## TRY IT:
Read the entries below and pull out each line with the string "state".

## MATERIAL SUPPLIED:
==========
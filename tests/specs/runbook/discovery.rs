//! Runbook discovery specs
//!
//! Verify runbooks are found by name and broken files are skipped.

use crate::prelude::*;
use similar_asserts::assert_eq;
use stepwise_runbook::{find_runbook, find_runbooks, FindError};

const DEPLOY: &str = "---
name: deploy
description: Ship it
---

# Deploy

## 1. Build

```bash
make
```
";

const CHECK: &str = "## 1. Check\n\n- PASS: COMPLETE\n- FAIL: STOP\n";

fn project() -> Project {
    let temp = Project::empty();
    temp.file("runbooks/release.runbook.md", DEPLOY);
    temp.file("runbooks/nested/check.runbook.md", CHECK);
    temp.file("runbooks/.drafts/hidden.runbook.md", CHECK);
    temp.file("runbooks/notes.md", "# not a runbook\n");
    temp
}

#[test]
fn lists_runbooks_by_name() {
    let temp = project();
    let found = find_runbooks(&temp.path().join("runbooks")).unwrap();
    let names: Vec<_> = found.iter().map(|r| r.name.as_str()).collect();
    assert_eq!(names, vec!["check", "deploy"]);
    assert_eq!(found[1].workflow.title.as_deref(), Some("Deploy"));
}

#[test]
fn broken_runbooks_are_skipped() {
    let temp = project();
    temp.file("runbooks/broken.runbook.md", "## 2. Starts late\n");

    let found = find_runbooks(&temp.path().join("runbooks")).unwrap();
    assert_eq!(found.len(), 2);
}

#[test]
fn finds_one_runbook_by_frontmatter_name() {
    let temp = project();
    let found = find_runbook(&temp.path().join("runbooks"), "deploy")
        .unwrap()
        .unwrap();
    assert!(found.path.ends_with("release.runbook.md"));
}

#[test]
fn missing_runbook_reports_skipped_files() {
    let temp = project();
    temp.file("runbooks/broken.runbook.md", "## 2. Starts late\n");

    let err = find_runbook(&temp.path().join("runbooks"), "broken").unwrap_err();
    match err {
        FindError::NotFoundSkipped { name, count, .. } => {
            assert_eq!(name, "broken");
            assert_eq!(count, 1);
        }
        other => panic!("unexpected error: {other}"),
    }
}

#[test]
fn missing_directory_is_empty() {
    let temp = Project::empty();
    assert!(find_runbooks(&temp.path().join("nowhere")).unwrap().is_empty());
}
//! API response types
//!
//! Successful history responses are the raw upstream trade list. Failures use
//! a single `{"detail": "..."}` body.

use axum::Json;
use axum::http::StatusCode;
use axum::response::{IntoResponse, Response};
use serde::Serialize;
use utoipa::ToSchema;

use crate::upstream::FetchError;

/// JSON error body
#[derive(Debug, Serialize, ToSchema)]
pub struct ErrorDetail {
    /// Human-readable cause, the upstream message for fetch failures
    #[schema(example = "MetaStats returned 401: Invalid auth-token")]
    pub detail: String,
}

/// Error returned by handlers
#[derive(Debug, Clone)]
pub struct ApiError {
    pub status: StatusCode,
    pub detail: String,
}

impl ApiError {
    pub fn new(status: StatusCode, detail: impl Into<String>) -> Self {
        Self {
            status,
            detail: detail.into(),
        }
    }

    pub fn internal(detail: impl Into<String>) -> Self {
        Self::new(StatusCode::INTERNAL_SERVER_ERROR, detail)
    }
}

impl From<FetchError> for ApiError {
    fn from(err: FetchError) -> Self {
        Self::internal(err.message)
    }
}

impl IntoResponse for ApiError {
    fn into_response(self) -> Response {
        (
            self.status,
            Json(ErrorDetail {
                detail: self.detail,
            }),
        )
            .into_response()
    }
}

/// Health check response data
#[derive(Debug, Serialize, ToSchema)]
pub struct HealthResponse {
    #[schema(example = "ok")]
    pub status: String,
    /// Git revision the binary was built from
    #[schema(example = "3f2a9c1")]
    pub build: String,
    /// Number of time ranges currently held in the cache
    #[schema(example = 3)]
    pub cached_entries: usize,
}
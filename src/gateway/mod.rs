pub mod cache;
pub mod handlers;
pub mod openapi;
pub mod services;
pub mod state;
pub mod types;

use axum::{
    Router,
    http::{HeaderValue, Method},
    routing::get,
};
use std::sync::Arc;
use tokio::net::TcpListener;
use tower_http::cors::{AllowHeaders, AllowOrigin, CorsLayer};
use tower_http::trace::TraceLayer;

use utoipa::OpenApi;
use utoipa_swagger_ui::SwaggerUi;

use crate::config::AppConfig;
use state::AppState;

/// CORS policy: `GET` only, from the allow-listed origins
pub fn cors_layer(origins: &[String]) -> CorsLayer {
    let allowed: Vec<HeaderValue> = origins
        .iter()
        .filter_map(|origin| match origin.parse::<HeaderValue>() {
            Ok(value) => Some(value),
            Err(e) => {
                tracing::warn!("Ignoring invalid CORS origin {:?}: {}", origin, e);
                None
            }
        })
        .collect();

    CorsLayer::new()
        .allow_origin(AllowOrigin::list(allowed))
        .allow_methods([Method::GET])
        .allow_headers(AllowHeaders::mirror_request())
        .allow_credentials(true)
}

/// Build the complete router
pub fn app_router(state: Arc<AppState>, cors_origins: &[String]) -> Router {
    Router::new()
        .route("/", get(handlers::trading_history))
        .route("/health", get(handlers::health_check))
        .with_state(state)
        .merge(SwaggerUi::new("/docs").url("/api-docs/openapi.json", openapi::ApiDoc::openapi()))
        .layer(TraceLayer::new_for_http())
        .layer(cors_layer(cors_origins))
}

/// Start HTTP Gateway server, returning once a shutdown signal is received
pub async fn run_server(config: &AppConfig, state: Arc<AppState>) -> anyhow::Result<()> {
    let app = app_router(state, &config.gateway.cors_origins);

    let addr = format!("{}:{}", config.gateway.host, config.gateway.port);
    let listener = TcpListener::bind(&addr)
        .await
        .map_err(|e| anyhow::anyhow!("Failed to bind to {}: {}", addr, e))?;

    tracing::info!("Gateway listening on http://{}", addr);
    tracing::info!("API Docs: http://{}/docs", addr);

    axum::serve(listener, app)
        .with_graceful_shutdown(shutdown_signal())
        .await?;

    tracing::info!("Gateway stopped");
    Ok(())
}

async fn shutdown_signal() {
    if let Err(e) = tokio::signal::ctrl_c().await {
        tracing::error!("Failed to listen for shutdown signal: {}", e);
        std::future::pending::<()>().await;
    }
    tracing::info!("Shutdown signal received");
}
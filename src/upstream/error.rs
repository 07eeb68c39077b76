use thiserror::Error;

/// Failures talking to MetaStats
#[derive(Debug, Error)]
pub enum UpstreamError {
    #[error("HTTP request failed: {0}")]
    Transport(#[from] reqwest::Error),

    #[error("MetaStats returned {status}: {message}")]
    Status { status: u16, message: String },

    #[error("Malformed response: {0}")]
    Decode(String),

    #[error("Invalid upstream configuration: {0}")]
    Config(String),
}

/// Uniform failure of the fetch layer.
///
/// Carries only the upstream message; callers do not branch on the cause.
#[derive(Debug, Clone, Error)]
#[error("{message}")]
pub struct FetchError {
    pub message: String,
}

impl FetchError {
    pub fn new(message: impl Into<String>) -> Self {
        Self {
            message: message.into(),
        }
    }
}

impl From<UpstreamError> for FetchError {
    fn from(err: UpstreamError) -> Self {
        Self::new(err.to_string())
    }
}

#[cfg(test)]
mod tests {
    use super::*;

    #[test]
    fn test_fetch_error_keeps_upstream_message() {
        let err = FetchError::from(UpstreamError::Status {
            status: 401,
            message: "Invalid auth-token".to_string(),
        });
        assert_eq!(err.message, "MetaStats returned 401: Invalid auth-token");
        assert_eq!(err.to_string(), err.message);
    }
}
==========
## TASK OUTPUT:
pub mod state;
use state::AppState;
pub fn app_router(state: Arc<AppState>, cors_origins: &[String]) -> Router {
        .with_state(state)
pub async fn run_server(config: &AppConfig, state: Arc<AppState>) -> anyhow::Result<()> {
    let app = app_router(state, &config.gateway.cors_origins);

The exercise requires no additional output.